Durchsetzungskraft für die Arbeitnehmerinteressen auf der einen Seite und mit einem ordentlichen Arbeitgeberverband auf der anderen Seite. Das ist ganz einfach.

(Beifall bei der SPD)

Danke sehr, Frau Kollegin Budde. - Für die Landesregierung spricht Minister Herr Möllring. Doch zuvor können wir Schülerinnen und Schüler der Gorki-Sekundarschule aus Schönebeck begrüßen. Seien Sie recht herzlich willkommen!

(Beifall im ganzen Hause)

Die Kollegin Budde - es war nicht zu überhören - hat ihre Redezeit überzogen.

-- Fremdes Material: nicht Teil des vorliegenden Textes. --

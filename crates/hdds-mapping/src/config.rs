// SPDX-License-Identifier: Apache-2.0 OR MIT
// Copyright (c) 2025-2026 naskel.com

//! Enum interpreter configuration.
//!
//! Codecs pick the interpreter of each enum field at runtime. The store maps
//! field paths (`"order.status"`) to [`EnumInterpreter`] values, with an
//! atomically swappable default for unlisted fields.
//!
//! # Performance
//!
//! - **Lock-free**: `DashMap` for per-field entries
//! - **Atomic swap**: `ArcSwap` for the default interpreter
//!
//! # Example
//!
//! ```rust
//! use hdds_mapping::config::InterpreterConfig;
//! use hdds_mapping::types::EnumInterpreter;
//!
//! let config = InterpreterConfig::new();
//! config.set_field("order.status", EnumInterpreter::AS_INTEGER);
//!
//! assert_eq!(config.interpreter_for("order.status"), EnumInterpreter::AS_INTEGER);
//! assert_eq!(config.interpreter_for("order.kind"), EnumInterpreter::AS_STRING);
//! ```

use crate::types::EnumInterpreter;
use arc_swap::ArcSwap;
use dashmap::DashMap;
use std::sync::Arc;

/// Cloneable handle to a shared interpreter table.
#[derive(Clone)]
pub struct InterpreterConfig {
    default: Arc<ArcSwap<EnumInterpreter>>,
    fields: Arc<DashMap<Arc<str>, EnumInterpreter>>,
}

impl InterpreterConfig {
    /// Empty table; the default is the nullable as-string interpreter.
    #[must_use]
    pub fn new() -> Self {
        Self::with_default(EnumInterpreter::default())
    }

    #[must_use]
    pub fn with_default(default: EnumInterpreter) -> Self {
        Self {
            default: Arc::new(ArcSwap::from_pointee(default)),
            fields: Arc::new(DashMap::new()),
        }
    }

    /// Interpreter of `path`, or the default.
    #[must_use]
    pub fn interpreter_for(&self, path: &str) -> EnumInterpreter {
        match self.fields.get(path) {
            Some(entry) => *entry.value(),
            None => self.default_interpreter(),
        }
    }

    /// Interpreter of unlisted fields.
    #[must_use]
    pub fn default_interpreter(&self) -> EnumInterpreter {
        **self.default.load()
    }

    pub fn set_default(&self, interpreter: EnumInterpreter) {
        self.default.store(Arc::new(interpreter));
    }

    /// Set the interpreter of one field, returning the previous one.
    pub fn set_field(&self, path: &str, interpreter: EnumInterpreter) -> Option<EnumInterpreter> {
        self.fields.insert(Arc::from(path), interpreter)
    }

    pub fn remove_field(&self, path: &str) -> Option<EnumInterpreter> {
        self.fields.remove(path).map(|(_, interpreter)| interpreter)
    }

    /// Fields whose path starts with `prefix`, sorted by path.
    #[must_use]
    pub fn fields_with_prefix(&self, prefix: &str) -> Vec<(Arc<str>, EnumInterpreter)> {
        let mut fields: Vec<_> = self
            .fields
            .iter()
            .filter(|entry| entry.key().starts_with(prefix))
            .map(|entry| (Arc::clone(entry.key()), *entry.value()))
            .collect();
        fields.sort_by(|a, b| a.0.cmp(&b.0));
        fields
    }

    #[must_use]
    pub fn len(&self) -> usize {
        self.fields.len()
    }

    #[must_use]
    pub fn is_empty(&self) -> bool {
        self.fields.is_empty()
    }
}

impl Default for InterpreterConfig {
    fn default() -> Self {
        Self::new()
    }
}

impl std::fmt::Debug for InterpreterConfig {
    fn fmt(&self, f: &mut std::fmt::Formatter<'_>) -> std::fmt::Result {
        f.debug_struct("InterpreterConfig")
            .field("default", &self.default_interpreter())
            .field("fields", &self.len())
            .finish()
    }
}

#[cfg(feature = "serde")]
mod yaml {
    use super::InterpreterConfig;
    use crate::error::{MappingError, Result};
    use crate::types::EnumInterpreter;
    use std::collections::BTreeMap;

    /// On-disk layout.
    ///
    /// ```yaml
    /// default: as-string
    /// fields:
    ///   order.status: as-integer,not-null
    ///   order.priority: as-integer
    /// ```
    #[derive(Debug, serde::Deserialize)]
    #[serde(deny_unknown_fields)]
    struct InterpreterFile {
        #[serde(default)]
        default: Option<EnumInterpreter>,
        #[serde(default)]
        fields: BTreeMap<String, EnumInterpreter>,
    }

    impl InterpreterConfig {
        /// Load a table from YAML.
        pub fn from_yaml_str(text: &str) -> Result<Self> {
            let file: InterpreterFile =
                serde_yaml::from_str(text).map_err(|e| MappingError::Config(e.to_string()))?;

            let config = Self::with_default(file.default.unwrap_or_default());
            for (path, interpreter) in &file.fields {
                config.set_field(path, *interpreter);
            }
            log::debug!(
                "[mapping::config] loaded {} field interpreters (default {})",
                config.len(),
                config.default_interpreter()
            );
            Ok(config)
        }
    }
}
// SPDX-License-Identifier: Apache-2.0 OR MIT
// Copyright (c) 2025-2026 naskel.com

//! Enum interpreter strategies.
//!
//! An [`EnumInterpreter`] is a plain value. Paired with a [`MappedEnum`] type it
//! yields the conversion functions, the wire-side descriptor and the not-null
//! constraint. Conversions report their outcome as an
//! [`EnumInterpreterError`] next to the result, never as `Err`.

use super::info::{EnumUnderlying, MappedEnum};
use super::value::Enum;
use crate::error::{EnumInterpreterError, MappingError, Result};
use crate::types::any::Any;
use crate::types::descriptor::TypeDescriptor;
use crate::types::primitive::Text;
use crate::types::wrapper::{Void, Wrapper};
use std::fmt;
use std::marker::PhantomData;
use std::ptr;
use std::str::FromStr;

/// Wire representation of an enum value.
#[derive(Debug, Clone, Copy, PartialEq, Eq, Hash, Default)]
#[cfg_attr(
    feature = "serde",
    derive(serde::Serialize, serde::Deserialize),
    serde(rename_all = "kebab-case")
)]
pub enum InterpreterKind {
    /// Entry name, as `Text`.
    #[default]
    AsString,
    /// Underlying value, as the integer primitive of the same width.
    AsInteger,
}

impl InterpreterKind {
    pub fn as_str(&self) -> &'static str {
        match self {
            Self::AsString => "as-string",
            Self::AsInteger => "as-integer",
        }
    }
}

/// Conversion policy: representation plus not-null constraint.
#[derive(Debug, Clone, Copy, PartialEq, Eq, Hash, Default)]
#[cfg_attr(
    feature = "serde",
    derive(serde::Serialize, serde::Deserialize),
    serde(try_from = "String", into = "String")
)]
pub struct EnumInterpreter {
    pub kind: InterpreterKind,
    pub not_null: bool,
}

impl EnumInterpreter {
    pub const AS_STRING: Self = Self::new(InterpreterKind::AsString, false);
    pub const AS_STRING_NOT_NULL: Self = Self::new(InterpreterKind::AsString, true);
    pub const AS_INTEGER: Self = Self::new(InterpreterKind::AsInteger, false);
    pub const AS_INTEGER_NOT_NULL: Self = Self::new(InterpreterKind::AsInteger, true);

    pub const fn new(kind: InterpreterKind, not_null: bool) -> Self {
        Self { kind, not_null }
    }

    /// Same representation, other constraint.
    pub const fn with_not_null(self, not_null: bool) -> Self {
        Self::new(self.kind, not_null)
    }

    /// Same constraint, other representation.
    pub const fn with_kind(self, kind: InterpreterKind) -> Self {
        Self::new(kind, self.not_null)
    }

    /// Wire-side descriptor: `Text` for as-string, the integer primitive of
    /// the enum's width for as-integer.
    pub fn interpretation_type<E: MappedEnum>(&self) -> &'static TypeDescriptor {
        match self.kind {
            InterpreterKind::AsString => Text::class_type(),
            InterpreterKind::AsInteger => {
                <<E::Underlying as EnumUnderlying>::Wrapper as Wrapper>::class_type()
            }
        }
    }

    /// Convert an enum value (typed with this interpreter's descriptor) to its
    /// wire representation.
    pub fn to_interpretation<E: MappedEnum>(
        &self,
        value: &Void,
    ) -> (Void, EnumInterpreterError) {
        let target = self.interpretation_type::<E>();

        if !ptr::eq(value.value_type(), Enum::<E>::type_for(*self)) {
            return (Void::null(target), EnumInterpreterError::TypeMismatchEnum);
        }

        let enum_value = match value.try_cast_object::<E>() {
            Ok(Some(enum_value)) => *enum_value,
            Ok(None) => return self.null_outcome(target),
            Err(_) => return (Void::null(target), EnumInterpreterError::TypeMismatchEnum),
        };

        let Some(entry) = E::info().find_by_value(enum_value) else {
            return (Void::null(target), EnumInterpreterError::EntryNotFound);
        };

        let projected = match self.kind {
            InterpreterKind::AsString => Text::from(entry.name).to_void(),
            InterpreterKind::AsInteger => entry.value.to_underlying().wrap(),
        };
        (projected, EnumInterpreterError::Ok)
    }

    /// Convert a wire value back to an enum value typed with this
    /// interpreter's descriptor.
    pub fn from_interpretation<E: MappedEnum>(
        &self,
        value: &Void,
    ) -> (Void, EnumInterpreterError) {
        let target = Enum::<E>::type_for(*self);

        if !ptr::eq(value.value_type(), self.interpretation_type::<E>()) {
            return (Void::null(target), EnumInterpreterError::TypeMismatchEnumValue);
        }

        let info = E::info();
        let entry = match self.kind {
            InterpreterKind::AsString => match value.try_cast_object::<String>() {
                Ok(Some(name)) => info.find_by_name(&name),
                Ok(None) => return self.null_outcome(target),
                Err(_) => {
                    return (Void::null(target), EnumInterpreterError::TypeMismatchEnumValue)
                }
            },
            InterpreterKind::AsInteger => match value.try_cast_object::<E::Underlying>() {
                Ok(Some(raw)) => info.find_by_underlying(raw.to_u64()),
                Ok(None) => return self.null_outcome(target),
                Err(_) => {
                    return (Void::null(target), EnumInterpreterError::TypeMismatchEnumValue)
                }
            },
        };

        match entry {
            Some(entry) => (
                Enum::with_interpreter(entry.value, *self).to_void(),
                EnumInterpreterError::Ok,
            ),
            None => (Void::null(target), EnumInterpreterError::EntryNotFound),
        }
    }

    /// Every registered entry projected through [`Self::to_interpretation`],
    /// in declaration order.
    ///
    /// A failing entry means the registry itself is inconsistent.
    pub fn interpreted_enum<E: MappedEnum>(&self) -> Result<Vec<Any>> {
        let info = E::info();
        let mut interpreted = Vec::with_capacity(info.len());
        for entry in info.entries() {
            let (value, error) =
                self.to_interpretation::<E>(&Enum::with_interpreter(entry.value, *self).to_void());
            if !error.is_ok() {
                log::error!(
                    "[mapping::enum] {}: entry {} failed to interpret as {} ({})",
                    info.enum_name(),
                    entry.name,
                    self,
                    error
                );
                return Err(MappingError::InterpretationFault {
                    enum_name: info.enum_name().to_string(),
                    error,
                });
            }
            interpreted.push(Any::capture_void(&value));
        }
        Ok(interpreted)
    }

    fn null_outcome(&self, target: &'static TypeDescriptor) -> (Void, EnumInterpreterError) {
        let error = if self.not_null {
            EnumInterpreterError::ConstraintNotNull
        } else {
            EnumInterpreterError::Ok
        };
        (Void::null(target), error)
    }
}

impl fmt::Display for EnumInterpreter {
    fn fmt(&self, f: &mut fmt::Formatter<'_>) -> fmt::Result {
        f.write_str(self.kind.as_str())?;
        if self.not_null {
            f.write_str(",not-null")?;
        }
        Ok(())
    }
}

/// Parses `as-string`, `as-integer`, optionally followed by `,not-null`,
/// `,nullable` or a trailing `!`.
impl FromStr for EnumInterpreter {
    type Err = MappingError;

    fn from_str(s: &str) -> Result<Self> {
        let invalid = || MappingError::InvalidInterpreter(s.to_string());
        let text = s.trim();
        let (text, bang) = match text.strip_suffix('!') {
            Some(rest) => (rest, true),
            None => (text, false),
        };

        let mut parts = text.split(',').map(str::trim);
        let kind = match parts.next() {
            Some("as-string") | Some("string") => InterpreterKind::AsString,
            Some("as-integer") | Some("integer") => InterpreterKind::AsInteger,
            _ => return Err(invalid()),
        };

        let mut not_null = bang;
        for flag in parts {
            match flag {
                "not-null" => not_null = true,
                "nullable" if !bang => not_null = false,
                _ => return Err(invalid()),
            }
        }
        Ok(Self::new(kind, not_null))
    }
}

impl TryFrom<String> for EnumInterpreter {
    type Error = MappingError;

    fn try_from(value: String) -> Result<Self> {
        value.parse()
    }
}

impl From<EnumInterpreter> for String {
    fn from(value: EnumInterpreter) -> Self {
        value.to_string()
    }
}

/// Enum strategy attached to an (enum, interpreter) descriptor.
pub trait EnumDispatcher: Send + Sync {
    /// Strategy this descriptor was built for.
    fn interpreter(&self) -> EnumInterpreter;

    fn not_null(&self) -> bool {
        self.interpreter().not_null
    }

    fn to_interpretation(&self, value: &Void) -> (Void, EnumInterpreterError);

    fn from_interpretation(&self, value: &Void) -> (Void, EnumInterpreterError);

    fn interpretation_type(&self) -> &'static TypeDescriptor;

    fn interpreted_enum(&self) -> Result<Vec<Any>>;
}

pub(crate) struct EnumTypeDispatcher<E> {
    interpreter: EnumInterpreter,
    _enum: PhantomData<fn() -> E>,
}

impl<E> EnumTypeDispatcher<E> {
    pub(crate) fn new(interpreter: EnumInterpreter) -> Self {
        Self {
            interpreter,
            _enum: PhantomData,
        }
    }
}

impl<E: MappedEnum> EnumDispatcher for EnumTypeDispatcher<E> {
    fn interpreter(&self) -> EnumInterpreter {
        self.interpreter
    }

    fn to_interpretation(&self, value: &Void) -> (Void, EnumInterpreterError) {
        self.interpreter.to_interpretation::<E>(value)
    }

    fn from_interpretation(&self, value: &Void) -> (Void, EnumInterpreterError) {
        self.interpreter.from_interpretation::<E>(value)
    }

    fn interpretation_type(&self) -> &'static TypeDescriptor {
        self.interpreter.interpretation_type::<E>()
    }

    fn interpreted_enum(&self) -> Result<Vec<Any>> {
        self.interpreter.interpreted_enum::<E>()
    }
}

#[cfg(test)]
mod tests {
    use super::*;

    #[test]
    fn test_display_and_parse() {
        assert_eq!(EnumInterpreter::AS_STRING.to_string(), "as-string");
        assert_eq!(
            EnumInterpreter::AS_INTEGER_NOT_NULL.to_string(),
            "as-integer,not-null"
        );
        for interpreter in [
            EnumInterpreter::AS_STRING,
            EnumInterpreter::AS_STRING_NOT_NULL,
            EnumInterpreter::AS_INTEGER,
            EnumInterpreter::AS_INTEGER_NOT_NULL,
        ] {
            assert_eq!(interpreter.to_string().parse::<EnumInterpreter>(), Ok(interpreter));
        }
        assert_eq!(
            "as-integer!".parse::<EnumInterpreter>(),
            Ok(EnumInterpreter::AS_INTEGER_NOT_NULL)
        );
        assert_eq!(
            " string , nullable ".parse::<EnumInterpreter>(),
            Ok(EnumInterpreter::AS_STRING)
        );
    }

    #[test]
    fn test_parse_rejects_garbage() {
        assert!(matches!(
            "as-float".parse::<EnumInterpreter>(),
            Err(MappingError::InvalidInterpreter(_))
        ));
        assert!("as-string,sometimes".parse::<EnumInterpreter>().is_err());
        assert!("as-string!,nullable".parse::<EnumInterpreter>().is_err());
    }

    #[test]
    fn test_sibling_strategies() {
        let base = EnumInterpreter::AS_INTEGER;
        assert_eq!(base.with_not_null(true), EnumInterpreter::AS_INTEGER_NOT_NULL);
        assert_eq!(
            base.with_kind(InterpreterKind::AsString),
            EnumInterpreter::AS_STRING
        );
        assert_eq!(EnumInterpreter::default(), EnumInterpreter::AS_STRING);
    }
}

Ich war großzügig; es war spannend. Ich würde sagen, dass die Redezeit etwa um vier Minuten überzogen worden ist. Diese Zeit steht allen anderen dann auch zur Verfügung, sie muss aber nicht ausgeschöpft werden. Bitte sehr, Herr Minister.

Frau Präsidentin! Meine sehr geehrten Damen und Herren! Im Dezember 2014 hat die Bundesregierung das Aktionsprogramm „Klimaschutz 2020“ vorgelegt. Dieses Aktionsprogramm benennt zusätzliche Maßnahmen, um das klimapolitische Ziel des Bundes zu erreichen. Dieses besteht darin, bis zum Jahr 2020 die nationalen CO2-Emissionen im Vergleich zum Jahr 1990 um mindestens 40 % zu senken. Die Jahreszahl 1990 ist besonders wichtig.

Nach dem Aktionsprogramm „Klimaschutz 2020“ sollen im Bereich der Stromerzeugung durch eine Weiterentwicklung des fossilen Kraftwerkparks zusätzlich 22 Millionen t CO2 eingespart werden. Das vom Bundeswirtschaftsministerium Ende März in seinem Eckpunktepapier vorgeschlagene zusätzliche nationale Instrument zur Emissionsminderung, der sogenannte Klimabeitrag, läutet den Anfang vom Ende der Braunkohle ein, wenn es denn so kommt. Der vorgeschlagene Klimabeitrag ist deshalb ohne Wenn und Aber abzulehnen.

(Zustimmung von Herrn Schröder, CDU)

Meine Damen und Herren! Der Klimabeitrag wird den bisherigen Leistungen des Landes SachsenAnhalt bei der Erreichung des Klimaschutzziels des Bundes nicht gerecht. Sachsen-Anhalt muss sich auch als Braunkohleland in punkto Klimaschutz hinter niemandem verstecken. SachsenAnhalt hat zusammen mit anderen ostdeutschen Bundesländern bereits einen überproportional hohen Beitrag zur Erreichung der Klimaschutzziele des Bundes geleistet; Frau Budde hat soeben schon darauf hingewiesen.

Sachsen-Anhalt ist Vorreiter bei den erneuerbaren Energien. Sachsen-Anhalt verfügt schon heute über einen hohen Ausbaustand bei den erneuerbaren Energien. Die vom Bund für das Jahr 2020 gesetzten Ausbauziele hat Sachsen-Anhalt längst erreicht.

Ich will ein Beispiel nennen. Ziel des Bundes ist es, dass bis zum Jahr 2020 der Anteil der erneuerbaren Energie am Bruttoendenergieverbrauch bei 18 % liegen soll. In Sachsen-Anhalt lag der Anteil der erneuerbaren Energie am Bruttoendenergieverbrauch bereits vor zwei Jahren bei 21 %.